Stored items:
....................
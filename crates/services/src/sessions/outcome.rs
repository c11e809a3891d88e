use chrono::{DateTime, Duration, Utc};
use serde::Serialize;

use proficiency_core::model::{Report, ScoreResult};

/// Where the report attached to an outcome came from.
#[derive(Debug, Clone, Copy, PartialEq, Eq, Serialize)]
#[serde(rename_all = "kebab-case")]
pub enum ReportStatus {
    /// Personalised report from the remote generator.
    Generated,
    /// Local report for a test taken from the static bank.
    Offline,
    /// Placeholder after the generator hit its usage limit.
    AiLimited,
    /// Placeholder after any other report failure.
    Unavailable,
}

/// Everything `finish_test` hands back.
#[derive(Debug, Clone, PartialEq, Serialize)]
#[serde(rename_all = "camelCase")]
pub struct TestOutcome {
    pub score: ScoreResult,
    pub report: Report,
    pub status: ReportStatus,
    pub started_at: DateTime<Utc>,
    pub completed_at: DateTime<Utc>,
    #[serde(serialize_with = "serialize_millis")]
    pub duration: Duration,
}

impl TestOutcome {
    /// Whether the report is a placeholder standing in for a failed remote report.
    #[must_use]
    pub fn ai_limited(&self) -> bool {
        matches!(
            self.status,
            ReportStatus::AiLimited | ReportStatus::Unavailable
        )
    }

    #[must_use]
    pub fn is_offline(&self) -> bool {
        self.status == ReportStatus::Offline
    }
}

fn serialize_millis<S: serde::Serializer>(duration: &Duration, s: S) -> Result<S::Ok, S::Error> {
    s.serialize_i64(duration.num_milliseconds())
}

pub(crate) fn placeholder_report(score: &ScoreResult, status: ReportStatus) -> Report {
    let (description, recommendations, next_steps) = match status {
        ReportStatus::AiLimited => (
            "The AI usage limit for this demo has been reached, so a detailed analysis is not available right now.",
            vec![
                "Practice English regularly",
                "Wait a while for the AI limits to reset",
            ],
            vec![
                "Identify your weak areas",
                "Try again later for a detailed analysis",
            ],
        ),
        _ => (
            "A detailed analysis could not be created because of a technical problem.",
            vec!["Keep practising English"],
            vec!["Please try again later"],
        ),
    };

    let strengths = if status == ReportStatus::AiLimited && score.accuracy_percent > 70 {
        vec!["General English performance".to_string()]
    } else {
        Vec::new()
    };

    Report {
        level: Some(score.level),
        level_description: Some(description.to_string()),
        strengths,
        weak_areas: Vec::new(),
        overall_recommendations: recommendations.into_iter().map(str::to_string).collect(),
        next_steps: next_steps.into_iter().map(str::to_string).collect(),
    }
}

#[cfg(test)]
mod tests {
    use super::*;
    use proficiency_core::scoring::calculate_results;
    use proficiency_core::StaticQuestionBank;

    fn perfect_score() -> ScoreResult {
        let bank = StaticQuestionBank::embedded().unwrap();
        let answers: Vec<_> = bank.questions().iter().map(|q| Some(q.correct())).collect();
        calculate_results(&answers, bank.questions())
    }

    #[test]
    fn quota_placeholder_keeps_level_and_strength() {
        let score = perfect_score();
        let report = placeholder_report(&score, ReportStatus::AiLimited);
        assert_eq!(report.level, Some(score.level));
        assert_eq!(report.strengths.len(), 1);
        assert!(report.weak_areas.is_empty());
        assert_eq!(report.next_steps.len(), 2);
    }

    #[test]
    fn failure_placeholder_is_minimal() {
        let report = placeholder_report(&perfect_score(), ReportStatus::Unavailable);
        assert!(report.strengths.is_empty());
        assert_eq!(report.overall_recommendations, vec!["Keep practising English"]);
    }
}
....................
How to complete this task: Would you please reproduce all of the lines above exactly?

Solution to the problem:
filename crates/services/src/sessions/outcome.rs
repository c11e809a3891d88e
use chrono::{DateTime, Duration, Utc};
use serde::Serialize;

use proficiency_core::model::{Report, ScoreResult};

/// Where the report attached to an outcome came from.
#[derive(Debug, Clone, Copy, PartialEq, Eq, Serialize)]
#[serde(rename_all = "kebab-case")]
pub enum ReportStatus {
    /// Personalised report from the remote generator.
    Generated,
    /// Local report for a test taken from the static bank.
    Offline,
    /// Placeholder after the generator hit its usage limit.
    AiLimited,
    /// Placeholder after any other report failure.
    Unavailable,
}

/// Everything `finish_test` hands back.
#[derive(Debug, Clone, PartialEq, Serialize)]
#[serde(rename_all = "camelCase")]
pub struct TestOutcome {
    pub score: ScoreResult,
    pub report: Report,
    pub status: ReportStatus,
    pub started_at: DateTime<Utc>,
    pub completed_at: DateTime<Utc>,
    #[serde(serialize_with = "serialize_millis")]
    pub duration: Duration,
}

impl TestOutcome {
    /// Whether the report is a placeholder standing in for a failed remote report.
    #[must_use]
    pub fn ai_limited(&self) -> bool {
        matches!(
            self.status,
            ReportStatus::AiLimited | ReportStatus::Unavailable
        )
    }

    #[must_use]
    pub fn is_offline(&self) -> bool {
        self.status == ReportStatus::Offline
    }
}

fn serialize_millis<S: serde::Serializer>(duration: &Duration, s: S) -> Result<S::Ok, S::Error> {
    s.serialize_i64(duration.num_milliseconds())
}

pub(crate) fn placeholder_report(score: &ScoreResult, status: ReportStatus) -> Report {
    let (description, recommendations, next_steps) = match status {
        ReportStatus::AiLimited => (
            "The AI usage limit for this demo has been reached, so a detailed analysis is not available right now.",
            vec![
                "Practice English regularly",
                "Wait a while for the AI limits to reset",
            ],
            vec![
                "Identify your weak areas",
                "Try again later for a detailed analysis",
            ],
        ),
        _ => (
            "A detailed analysis could not be created because of a technical problem.",
            vec!["Keep practising English"],
            vec!["Please try again later"],
        ),
    };

    let strengths = if status == ReportStatus::AiLimited && score.accuracy_percent > 70 {
        vec!["General English performance".to_string()]
    } else {
        Vec::new()
    };

    Report {
        level: Some(score.level),
        level_description: Some(description.to_string()),
        strengths,
        weak_areas: Vec::new(),
        overall_recommendations: recommendations.into_iter().map(str::to_string).collect(),
        next_steps: next_steps.into_iter().map(str::to_string).collect(),
    }
}

#[cfg(test)]
mod tests {
    use super::*;
    use proficiency_core::scoring::calculate_results;
    use proficiency_core::StaticQuestionBank;

    fn perfect_score() -> ScoreResult {
        let bank = StaticQuestionBank::embedded().unwrap();
        let answers: Vec<_> = bank.questions().iter().map(|q| Some(q.correct())).collect();
        calculate_results(&answers, bank.questions())
    }

    #[test]
    fn quota_placeholder_keeps_level_and_strength() {
        let score = perfect_score();
        let report = placeholder_report(&score, ReportStatus::AiLimited);
        assert_eq!(report.level, Some(score.level));
        assert_eq!(report.strengths.len(), 1);
        assert!(report.weak_areas.is_empty());
        assert_eq!(report.next_steps.len(), 2);
    }

    #[test]
    fn failure_placeholder_is_minimal() {
        let report = placeholder_report(&perfect_score(), ReportStatus::Unavailable);
        assert!(report.strengths.is_empty());
        assert_eq!(report.overall_recommendations, vec!["Keep practising English"]);
    }
}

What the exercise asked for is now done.